Discovering The Power Within

Discovering The Power Within

Without Arthur Wesley Dow, imitative realism might have soured Georgia O'Keeffe on an artistic career

By Lisa Farmer

“In school, I was taught to paint things as I saw them. But it seemed so stupid. If one could only reproduce nature, and always with less beauty than the original, why paint at all?”

Today the world knows Georgia O’Keeffe as the creator of works such as “Blue and Green Music”, “Ram’s Head White” and “Poppy 1927”, which synthesize abstraction and representation. Yet at age 25, O’Keeffe—who had already studied at the Art Institute of Chicago and the Art Students League in New York City and won prizes—was on the verge of abandoning her dream.

Fortunately, O’Keeffe was not the only American artist who was fed up with imitative realism. At TC, Arthur Wesley Dow, who had become enamored of the shadowless space and stylized drawings of Chinese and Japanese artists, had begun preaching the Modernist idea that the subject of an artist’s work should be his or her own ideas and feelings.

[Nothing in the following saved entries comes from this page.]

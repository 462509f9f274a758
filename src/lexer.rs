//! Lexical analysis for stylesheet source text

use crate::error::{SourcePosition, StyleError};
use serde::Serialize;
use std::fmt;

#[derive(Debug, Clone, PartialEq, Serialize)]
#[serde(tag = "kind", content = "value", rename_all = "kebab-case")]
pub enum TokenType {
    // Names and literals
    Ident(String),
    AtKeyword(String),
    Hash(String),
    String(String),
    BadString(String),
    Url(String),
    BadUrl(String),
    Function(String), // name followed by '('

    // Numeric
    Number(f64),
    Percentage(f64),
    Dimension(f64, String),

    // Punctuation
    LeftBrace,    // {
    RightBrace,   // }
    LeftParen,    // (
    RightParen,   // )
    LeftBracket,  // [
    RightBracket, // ]
    Comma,        // ,
    Colon,        // :
    Semicolon,    // ;
    Dot,          // .
    Star,         // *
    Plus,         // +
    Greater,      // >
    Tilde,        // ~
    Equals,       // =

    // Attribute match operators
    IncludeMatch,   // ~=
    DashMatch,      // |=
    PrefixMatch,    // ^=
    SuffixMatch,    // $=
    SubstringMatch, // *=

    Delim(char),

    // Special
    Whitespace,
    Cdo, // <!--
    Cdc, // -->
    Eof,
}

impl TokenType {
    /// Numeric payload of number, percentage and dimension tokens.
    pub fn number(&self) -> Option<f64> {
        match self {
            TokenType::Number(n) | TokenType::Percentage(n) | TokenType::Dimension(n, _) => {
                Some(*n)
            }
            _ => None,
        }
    }

    /// String payload of name-like and string tokens.
    pub fn string_value(&self) -> Option<&str> {
        match self {
            TokenType::Ident(s)
            | TokenType::AtKeyword(s)
            | TokenType::Hash(s)
            | TokenType::String(s)
            | TokenType::BadString(s)
            | TokenType::Url(s)
            | TokenType::BadUrl(s)
            | TokenType::Function(s) => Some(s),
            _ => None,
        }
    }

    pub fn unit(&self) -> Option<&str> {
        match self {
            TokenType::Dimension(_, unit) => Some(unit),
            TokenType::Percentage(_) => Some("%"),
            _ => None,
        }
    }
}

/// A token together with where it came from.
///
/// Tokens produced by function evaluation carry the position of the
/// function call that produced them.
#[derive(Debug, Clone, PartialEq, Serialize)]
pub struct Token {
    pub token_type: TokenType,
    pub line: usize,
    pub start: usize,
    pub end: usize,
}

impl Token {
    pub fn new(token_type: TokenType, position: SourcePosition) -> Self {
        Self {
            token_type,
            line: position.line,
            start: position.start,
            end: position.end,
        }
    }

    pub fn position(&self) -> SourcePosition {
        SourcePosition::new(self.line, self.start, self.end)
    }

    pub fn is_whitespace(&self) -> bool {
        self.token_type == TokenType::Whitespace
    }
}

impl fmt::Display for Token {
    fn fmt(&self, f: &mut fmt::Formatter<'_>) -> fmt::Result {
        self.token_type.fmt(f)
    }
}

“Art is decadent when designers and painters lack inventive power and merely imitate nature or the creations of others,” wrote Dow, founding chair of TC’s art education program, in his seminal textbook, Composition: A Series of Exercises in Art Structure for the Use of Students and Teachers. “Then comes realism, conventionality and death.”

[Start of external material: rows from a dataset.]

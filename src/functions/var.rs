use super::{CssFunction, FunctionCall, FunctionProcessor, ProcessContext};
use crate::error::Result;
use crate::lexer::{Token, TokenType};
use crate::selector::SelectorModel;

/// `var(--name, fallback?)`
pub struct VarFunction;

impl<M: SelectorModel> CssFunction<M> for VarFunction {
    fn name(&self) -> &str {
        "var"
    }

    fn evaluate(
        &self,
        call: &FunctionCall,
        element: &M::Element,
        processor: &FunctionProcessor<M>,
        context: &mut ProcessContext<'_, M>,
    ) -> Result<Vec<Token>> {
        let name = match call.argument(0) {
            Some(
                [Token {
                    token_type: TokenType::Ident(name),
                    ..
                }],
            ) if name.starts_with("--") => name.clone(),
            _ => return Err(call.error("custom property name starting with '--' expected")),
        };

        if let Some(value) = context.custom_properties.get(&name) {
            context.push_custom_property(&name, call.position)?;
            let result = processor.process(value, element, context);
            context.pop_custom_property();
            return result;
        }

        match call.arguments_from(1) {
            Some(fallback) => processor.process(&fallback, element, context),
            None => Err(call.error(format!("Custom property '{}' not found", name))),
        }
    }
}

O’Keeffe first learned of Dow during the summer of 1912, when financial concerns prompted her to take a teaching course at the University of Virginia. Her instructor was a visiting faculty member, Alon Bement, Dow’s colleague at TC.

By 1914, O’Keeffe had enrolled at TC and was working with “Pa Dow,” as she called him. Together with her classmates Anita Pollitzer and Dorothy True (believed to be the model for O’Keeffe’s painting, “Lady With Red Hair”), she visited Gallery 291, run by the photographer and art impresario Alfred Stieglitz, who gave Americans their first public display of Cezanne watercolors and works by Matisse and Picasso. The following year, O’Keeffe—now teaching in South Carolina—sent True drawings she had done in a new, abstract style. Unbeknownst to O’Keeffe, Pollitzer brought the work to Stieglitz, who was instantly impressed. “Finally, a woman on paper,” he is reported to have said.

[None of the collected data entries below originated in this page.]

use super::{trim_whitespace, CssFunction, FunctionCall, FunctionProcessor, ProcessContext};
use crate::color::parse_color;
use crate::converter::TokenCursor;
use crate::error::Result;
use crate::lexer::{Token, TokenType, Tokenizer};
use crate::selector::SelectorModel;

/// `attr(name type-or-unit?, fallback?)`
///
/// The fully comma separated spelling `attr(name, type, fallback)` is also
/// accepted.
pub struct AttrFunction;

const TYPE_KEYWORDS: &[&str] = &[
    "string",
    "ident",
    "url",
    "color",
    "integer",
    "number",
    "length",
    "percentage",
    "angle",
    "time",
    "frequency",
];

const LENGTH_UNITS: &[&str] = &[
    "px", "em", "rem", "ex", "ch", "vw", "vh", "vmin", "vmax", "cm", "mm", "q", "in", "pt", "pc",
];
const ANGLE_UNITS: &[&str] = &["deg", "grad", "rad", "turn"];
const TIME_UNITS: &[&str] = &["s", "ms"];
const FREQUENCY_UNITS: &[&str] = &["hz", "khz"];

#[derive(Debug, Clone, PartialEq)]
enum AttrType {
    Keyword(String),
    Unit(String),
}

impl AttrType {
    fn from_token(token: &Token) -> Option<AttrType> {
        match &token.token_type {
            TokenType::Ident(name) => {
                let lower = name.to_ascii_lowercase();
                if TYPE_KEYWORDS.contains(&lower.as_str()) {
                    Some(AttrType::Keyword(lower))
                } else {
                    Some(AttrType::Unit(name.clone()))
                }
            }
            TokenType::Delim('%') => Some(AttrType::Unit("%".to_string())),
            _ => None,
        }
    }
}

impl<M: SelectorModel> CssFunction<M> for AttrFunction {
    fn name(&self) -> &str {
        "attr"
    }

    fn evaluate(
        &self,
        call: &FunctionCall,
        element: &M::Element,
        processor: &FunctionProcessor<M>,
        context: &mut ProcessContext<'_, M>,
    ) -> Result<Vec<Token>> {
        let head: Vec<&Token> = call
            .argument(0)
            .unwrap_or_default()
            .iter()
            .filter(|t| !t.is_whitespace())
            .collect();

        let (name, inline_type) = match head.as_slice() {
            [name] => (attribute_name(call, name)?, None),
            [name, kind] => {
                let kind = AttrType::from_token(kind)
                    .ok_or_else(|| call.error(format!("invalid type '{}'", kind)))?;
                (attribute_name(call, name)?, Some(kind))
            }
            _ => return Err(call.error("attribute name expected")),
        };

        let (attr_type, fallback_index) = match inline_type {
            Some(kind) => (kind, 1),
            None => match separate_type(call) {
                Some(kind) => (kind, 2),
                None => (AttrType::Keyword("string".to_string()), 1),
            },
        };

        let coerced = context
            .model
            .attribute_value(element, &name)
            .and_then(|value| coerce(call, &value, &attr_type));

        if let Some(tokens) = coerced {
            return Ok(tokens);
        }

        log::trace!("attr({}) falls back for element", name);
        match call.arguments_from(fallback_index) {
            Some(fallback) => processor.process(&fallback, element, context),
            None => Ok(vec![call.token(TokenType::Ident("none".to_string()))]),
        }
    }
}

fn attribute_name(call: &FunctionCall, token: &Token) -> Result<String> {
    match &token.token_type {
        TokenType::Ident(name) => Ok(name.clone()),
        _ => Err(call.error(format!("attribute name expected, found '{}'", token))),
    }
}

/// Type given as its own argument: `attr(name, type, fallback)`, or a lone
/// type keyword in second position.
fn separate_type(call: &FunctionCall) -> Option<AttrType> {
    let [token] = call.argument(1)? else {
        return None;
    };
    let kind = AttrType::from_token(token)?;
    match kind {
        AttrType::Keyword(_) => Some(kind),
        AttrType::Unit(_) if call.arguments.len() >= 3 => Some(kind),
        AttrType::Unit(_) => None,
    }
}

fn coerce(call: &FunctionCall, value: &str, attr_type: &AttrType) -> Option<Vec<Token>> {
    let single = |token_type: TokenType| Some(vec![call.token(token_type)]);

    let keyword = match attr_type {
        AttrType::Keyword(keyword) => keyword.as_str(),
        AttrType::Unit(unit) => {
            let number = parse_number(value)?;
            return if unit == "%" {
                single(TokenType::Percentage(number))
            } else {
                single(TokenType::Dimension(number, unit.clone()))
            };
        }
    };

    match keyword {
        "string" => single(TokenType::String(value.to_string())),
        "url" => single(TokenType::Url(value.trim().to_string())),
        "ident" => match value_tokens(value)?.as_slice() {
            [token @ Token {
                token_type: TokenType::Ident(_),
                ..
            }] => Some(vec![token.clone()]),
            _ => None,
        },
        "color" => {
            let tokens = value_tokens(value)?;
            let mut cursor = TokenCursor::new(&tokens);
            parse_color(&mut cursor).ok()?;
            cursor.skip_whitespace();
            cursor.is_at_end().then_some(tokens)
        }
        "integer" => {
            let number = parse_number(value)?;
            (number.fract() == 0.0).then(|| vec![call.token(TokenType::Number(number))])
        }
        "number" => single(TokenType::Number(parse_number(value)?)),
        "percentage" => match single_token(value)? {
            TokenType::Percentage(n) => single(TokenType::Percentage(n)),
            _ => None,
        },
        "length" => match single_token(value)? {
            TokenType::Dimension(n, unit)
                if LENGTH_UNITS.contains(&unit.to_ascii_lowercase().as_str()) =>
            {
                single(TokenType::Dimension(n, unit))
            }
            TokenType::Number(n) if n == 0.0 => single(TokenType::Number(n)),
            _ => None,
        },
        "angle" => dimension_in(value, ANGLE_UNITS).and_then(single),
        "time" => dimension_in(value, TIME_UNITS).and_then(single),
        "frequency" => dimension_in(value, FREQUENCY_UNITS).and_then(single),
        _ => None,
    }
}

fn value_tokens(value: &str) -> Option<Vec<Token>> {
    let (tokens, errors) = Tokenizer::tokenize(value);
    if !errors.is_empty() {
        return None;
    }
    let tokens = trim_whitespace(
        tokens
            .into_iter()
            .filter(|t| t.token_type != TokenType::Eof)
            .collect(),
    );
    (!tokens.is_empty()).then_some(tokens)
}

fn single_token(value: &str) -> Option<TokenType> {
    match value_tokens(value)?.as_slice() {
        [token] => Some(token.token_type.clone()),
        _ => None,
    }
}

fn parse_number(value: &str) -> Option<f64> {
    match single_token(value)? {
        TokenType::Number(n) => Some(n),
        _ => None,
    }
}

fn dimension_in(value: &str, units: &[&str]) -> Option<TokenType> {
    match single_token(value)? {
        TokenType::Dimension(n, unit) if units.contains(&unit.to_ascii_lowercase().as_str()) => {
            Some(TokenType::Dimension(n, unit))
        }
        _ => None,
    }
}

Over the next several years, Stieglitz exhibited O’Keeffe’s work at 291. The pair married in 1923, and Stieglitz continued to sponsor and promote O’Keeffe throughout her life.

Today it is O’Keeffe, far more than Dow, who is revered as a major artist. Yet Dow’s belief in the importance of artists’ personal vision helped unleash a wave of creativity in American art—and at Teachers College as well. Among the many other well-known artists who have attended the College over the years are the abstract painter Ad Reinhardt; the minimalist Agnes Martin; the ceramic artist William Daley; the Harlem Renaissance painter and sculptor Charles Henry Alston; and the sculptor Greg Wyatt. Victor D’Amico, founding director of the Education Department at the Museum of Modern Art and creator of the Art Barge, also taught at TC.

Their styles run the gamut. But their work is testimony to Dow’s belief that “The power is within—the question is how to reach it.”